"The provisions consisted of Carrots for want of Corn (=grain or wheat), the fat of Fish uncured served instead of Butter and salt fish supplied the place of all other meats."
Campbell in Harris' Voyages, p. 1020, still further enlarges this statement and Lauridsen puts it
"Fish oil was his butter and dried fish his beef and pork. Salt he was obliged to get from the sea," and "he distilled spirits from 'sweet straw.'"
This gives a totally false idea of the supplies provided for the expedition. Bering received from Yakutsk over forty-two tons of flour, and large numbers, fifty at a time, of the small Siberian cattle were driven on the hoof to Okhotsk where their flesh was partly dried and partly salted. On his return he delivered surplus supplies to the proper officers in Kamchatka and at Okhotsk ever 30,000 lbs. of meal, flour and salt meat. There were at that time no carrots to be had in Kamchatka as Bering himself testifies. Salted salmon then as now, formed a staple article of diet in Kamchatka and was without doubt included in his stores. The delicate fat obtained by boiling the bellies of the salmon, is annually prepared in Kamchatka and is regarded to this day as a great delicacy (cf. Voyage of the Marchesa, 2d edition, p. 135.) A store of it might without any hardship be furnished to the commander for use as butter. Salt he obtained as it is usually obtained by evaporating sea-water, and the absence of strong drink of European origin was supplied by a distillation of the stalks of the bear's foot or "sweet herb" of the Cossacks (Heracleum dulce Kittlitz), long used for that purpose by the Russians in Siberia and from which, even in modern times, according to Seemann, the Kamchadales secured additions to their scanty supply of syrup or sugar.

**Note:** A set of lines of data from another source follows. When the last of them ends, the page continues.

// Copyright (c) 2024-2025 Jesse Morgan / Morgan Forge
// SPDX-License-Identifier: AGPL-3.0-or-later

use std::path::{Path, PathBuf};
use std::sync::Arc;

use anyhow::{Context, Result};
use clap::{Parser, Subcommand};
use colored::Colorize;
use tracing_subscriber::{layer::SubscriberExt, util::SubscriberInitExt};

use pipcook::config::PipcookConfig;
use pipcook::fetch::{BarReporter, FetchEngine, FetchError, NoProgress, ProgressReporter};
use pipcook::framework::{FrameworkError, FrameworkInstaller};
use pipcook::locator::FrameworkLocator;
use pipcook::pipeline::{resolve_scripts, PipelineError};
use pipcook::runtime::RuntimeInfo;
use pipcook::types::PipelineMeta;

const VERSION: &str = env!("CARGO_PKG_VERSION");

/// Exit codes following sysexits.h conventions
mod exit_codes {
    /// Success - operation completed successfully
    pub const SUCCESS: i32 = 0;
    /// General error - unspecified error
    pub const ERROR: i32 = 1;
    /// Usage error - unsupported or malformed source url
    pub const USAGE: i32 = 64;
    /// Data error - invalid pipeline, descriptor or archive
    pub const DATA_ERR: i32 = 65;
    /// I/O error - network or file operation failed
    pub const IO_ERR: i32 = 74;
    /// Configuration error - invalid config file
    pub const CONFIG: i32 = 78;
}

use exit_codes::*;

/// Pipcook - fetch ML framework artifacts and inspect pipelines.
#[derive(Parser)]
#[command(name = "pipcook")]
#[command(version = VERSION)]
#[command(about = "Fetch pipcook framework artifacts and inspect pipelines.")]
#[command(long_about = "Pipcook framework and pipeline tooling\n\n\
    Show artifact url:   pipcook locate tfjs\n\
    Install framework:   pipcook install tfjs ./frameworks/tfjs\n\
    Fetch any source:    pipcook fetch https://example.com/data.zip ./data\n\
    Check a pipeline:    pipcook pipeline ./pipeline.json\n\
    Runtime facts:       pipcook runtime")]
#[command(propagate_version = true)]
struct Cli {
    #[command(subcommand)]
    command: Commands,

    /// Quiet mode: no progress bar
    #[arg(short = 'q', long, global = true)]
    quiet: bool,

    /// Verbose mode: debug logging
    #[arg(short = 'v', long, global = true)]
    verbose: bool,
}

#[derive(Subcommand)]
enum Commands {
    /// Print the mirror url of a framework for this runtime
    ///
    /// Examples:
    ///   pipcook locate tfjs
    ///   pipcook locate tfjs --mirror http://localhost:8080/framework/
    Locate {
        /// Framework name
        name: String,
        /// Mirror base url (defaults to the configured mirror)
        #[arg(short, long)]
        mirror: Option<String>,
    },

    /// Fetch a file:// or http(s):// source into a directory
    ///
    /// Zip sources are extracted, everything else is copied or downloaded as-is.
    ///
    /// Examples:
    ///   pipcook fetch https://example.com/mnist.zip ./data/mnist
    ///   pipcook fetch file:///opt/datasets/cifar ./data/cifar
    Fetch {
        /// Source url
        url: String,
        /// Target path
        dir: PathBuf,
    },

    /// Install a framework and print its descriptor
    ///
    /// Examples:
    ///   pipcook install tfjs ./frameworks/tfjs
    ///   pipcook install tfjs ./fw --source file:///tmp/tfjs-linux-x64-v8.zip
    Install {
        /// Framework name
        name: String,
        /// Install directory
        dir: PathBuf,
        /// Mirror base url (defaults to the configured mirror)
        #[arg(short, long)]
        mirror: Option<String>,
        /// Install from this url instead of the mirror
        #[arg(short, long)]
        source: Option<String>,
    },

    /// Validate a pipeline file and print its resolved stages
    ///
    /// Examples:
    ///   pipcook pipeline ./pipeline.json
    ///   pipcook pipeline ./pipeline.json --scripts ./scripts
    Pipeline {
        /// Pipeline definition (JSON)
        file: PathBuf,
        /// Directory scripts are placed in (default: next to the pipeline file)
        #[arg(long)]
        scripts: Option<PathBuf>,
    },

    /// Print the detected runtime facts
    Runtime,
}

fn init_logging(verbose: bool) {
    let default_filter = if verbose { "pipcook=debug" } else { "pipcook=info" };
    tracing_subscriber::registry()
        .with(
            tracing_subscriber::EnvFilter::try_from_default_env()
                .unwrap_or_else(|_| default_filter.into()),
        )
        .with(tracing_subscriber::fmt::layer().with_writer(std::io::stderr))
        .init();
}

fn build_engine(config: &PipcookConfig, quiet: bool) -> FetchEngine {
    let progress: Arc<dyn ProgressReporter> = if quiet || !config.show_progress {
        Arc::new(NoProgress)
    } else {
        Arc::new(BarReporter::default())
    };
    FetchEngine::new(&config.scratch_dir).with_progress(progress)
}

fn build_locator(config: &PipcookConfig, mirror: Option<&str>) -> Result<FrameworkLocator> {
    let mirror = mirror.unwrap_or(config.mirror.as_str());
    FrameworkLocator::parse(mirror).with_context(|| format!("Invalid mirror url: {mirror}"))
}

async fn handle_fetch(config: &PipcookConfig, quiet: bool, url: &str, dir: &Path) -> Result<()> {
    let engine = build_engine(config, quiet);
    let source = engine.acquire(url, dir).await?;
    println!(
        "{} {} {} {}",
        "[OK]".green(),
        url,
        if source.is_archive() { "extracted to" } else { "saved to" },
        dir.display()
    );
    Ok(())
}

async fn handle_install(
    config: &PipcookConfig,
    quiet: bool,
    name: &str,
    dir: &Path,
    mirror: Option<&str>,
    source: Option<&str>,
) -> Result<()> {
    let installer = FrameworkInstaller::new(
        build_locator(config, mirror)?,
        build_engine(config, quiet),
        RuntimeInfo::detect(),
    );

    let framework = match source {
        Some(source) => installer.install_from(source, dir).await?,
        None => installer.install(name, dir).await?,
    };

    if framework.name != name {
        eprintln!(
            "{} Installed framework is named `{}`, expected `{}`",
            "[!]".yellow(),
            framework.name,
            name
        );
    }
    println!("{}", serde_json::to_string_pretty(&framework)?);
    eprintln!(
        "{} {}@{} installed to {}",
        "[OK]".green(),
        framework.name,
        framework.version,
        dir.display()
    );
    Ok(())
}

fn handle_pipeline(file: &Path, scripts: Option<PathBuf>) -> Result<()> {
    let meta = PipelineMeta::load(file)?;
    meta.validate()?;

    let scripts_root = scripts.unwrap_or_else(|| {
        file.parent()
            .map(|p| p.join("scripts"))
            .unwrap_or_else(|| PathBuf::from("scripts"))
    });
    let config = resolve_scripts(&meta, &scripts_root)?;

    println!("{} {} (spec {})", "Pipeline".bold(), file.display(), meta.spec_version);
    if config.data_source.is_none() {
        println!("  {:<11} {}", "query".dimmed(), meta.data_source);
    }
    for script in config.stages() {
        println!(
            "  {:<11} {} -> {}",
            script.script_type.to_string().cyan(),
            script.name,
            script.path.display()
        );
    }
    for artifact in &meta.artifacts {
        println!("  {:<11} {}", "artifact".cyan(), artifact.processor);
    }
    println!("{} Pipeline is valid", "[OK]".green());
    Ok(())
}

fn handle_runtime() -> Result<()> {
    let runtime = RuntimeInfo::detect();
    println!("{}", serde_json::to_string_pretty(&runtime)?);
    Ok(())
}

async fn run(cli: Cli) -> Result<()> {
    let config = PipcookConfig::load().context("Failed to load config")?;

    match cli.command {
        Commands::Locate { name, mirror } => {
            let locator = build_locator(&config, mirror.as_deref())?;
            let url = locator.locate(&name, &RuntimeInfo::detect())?;
            println!("{url}");
        }
        Commands::Fetch { url, dir } => handle_fetch(&config, cli.quiet, &url, &dir).await?,
        Commands::Install {
            name,
            dir,
            mirror,
            source,
        } => {
            handle_install(
                &config,
                cli.quiet,
                &name,
                &dir,
                mirror.as_deref(),
                source.as_deref(),
            )
            .await?
        }
        Commands::Pipeline { file, scripts } => handle_pipeline(&file, scripts)?,
        Commands::Runtime => handle_runtime()?,
    }
    Ok(())
}

fn fetch_exit_code(err: &FetchError) -> i32 {
    match err {
        e if e.is_invalid_source() => USAGE,
        FetchError::Extract(_) => DATA_ERR,
        _ => IO_ERR,
    }
}

/// Map an error chain to a sysexits code.
fn exit_code(err: &anyhow::Error) -> i32 {
    for cause in err.chain() {
        if cause.is::<pipcook::ConfigError>() {
            return CONFIG;
        }
        if let Some(e) = cause.downcast_ref::<FetchError>() {
            return fetch_exit_code(e);
        }
        if let Some(e) = cause.downcast_ref::<FrameworkError>() {
            return match e {
                FrameworkError::Fetch(e) => fetch_exit_code(e),
                FrameworkError::Io { .. } => IO_ERR,
                FrameworkError::Parse { .. } | FrameworkError::Incompatible { .. } => DATA_ERR,
            };
        }
        if let Some(e) = cause.downcast_ref::<PipelineError>() {
            return match e {
                PipelineError::Io { .. } => IO_ERR,
                _ => DATA_ERR,
            };
        }
    }
    ERROR
}

#[tokio::main]
async fn main() {
    let cli = Cli::parse();
    init_logging(cli.verbose);

    if let Err(e) = run(cli).await {
        eprintln!("{} {:#}", "[X]".red(), e);
        std::process::exit(exit_code(&e));
    }
    std::process::exit(SUCCESS);
}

The supplies then of the expedition, were not inferior to those in common use at sea at that period, and as far as health is concerned were certainly less likely to result in an invasion of scurvy than the use of salt beef and pork alone would have been.
It must be remembered that the fare on naval vessels all over the world in those days, was rude and coarse to a degree now long unknown and that it was not until the voyages of Cook, nearly half a century later, that the antiscorbutic and varied regimen, now usually enforced by law in maritime nations, was even thought of.
The force crowded together on the little Gabriel is enumerated by Lauridsen presumably from the account of Bergh.
It consisted beside the commander, of Lieutenants Martin Spanberg and Alexie Chirikoff; Second Lieutenant Peter Chaplin, Doctor Nieman, a quartermaster, eight sailors, a worker in leather, a rope maker, five carpenters, a boatswain, two cossacks with a drummer and nine marines, six servants, stewards, etc., and two Kariak interpreters, a cabin boy and a pilot, in all forty-four persons.
It is not clear from Lauridsen's account whether in the above list are or are not included the two mates, Richard Engel and George Morison, or the cartographer Potiloff, who started with Bering from St. Petersburg. Luzhin was left behind, being ill.
July 13/24. The variation of the compass was determined to be 13° 10' easterly (L.). In the afternoon (being the 14th nautical reckoning) the vessel left the Kamchatka river. (B. C. H.) They steered to the northeast along the coast, which was kept in sight to the north and west, in from nine to twelve fathoms water. As the point of departure Cape Kamchatka was determined to be in north latitude 56° 3' (M. L.)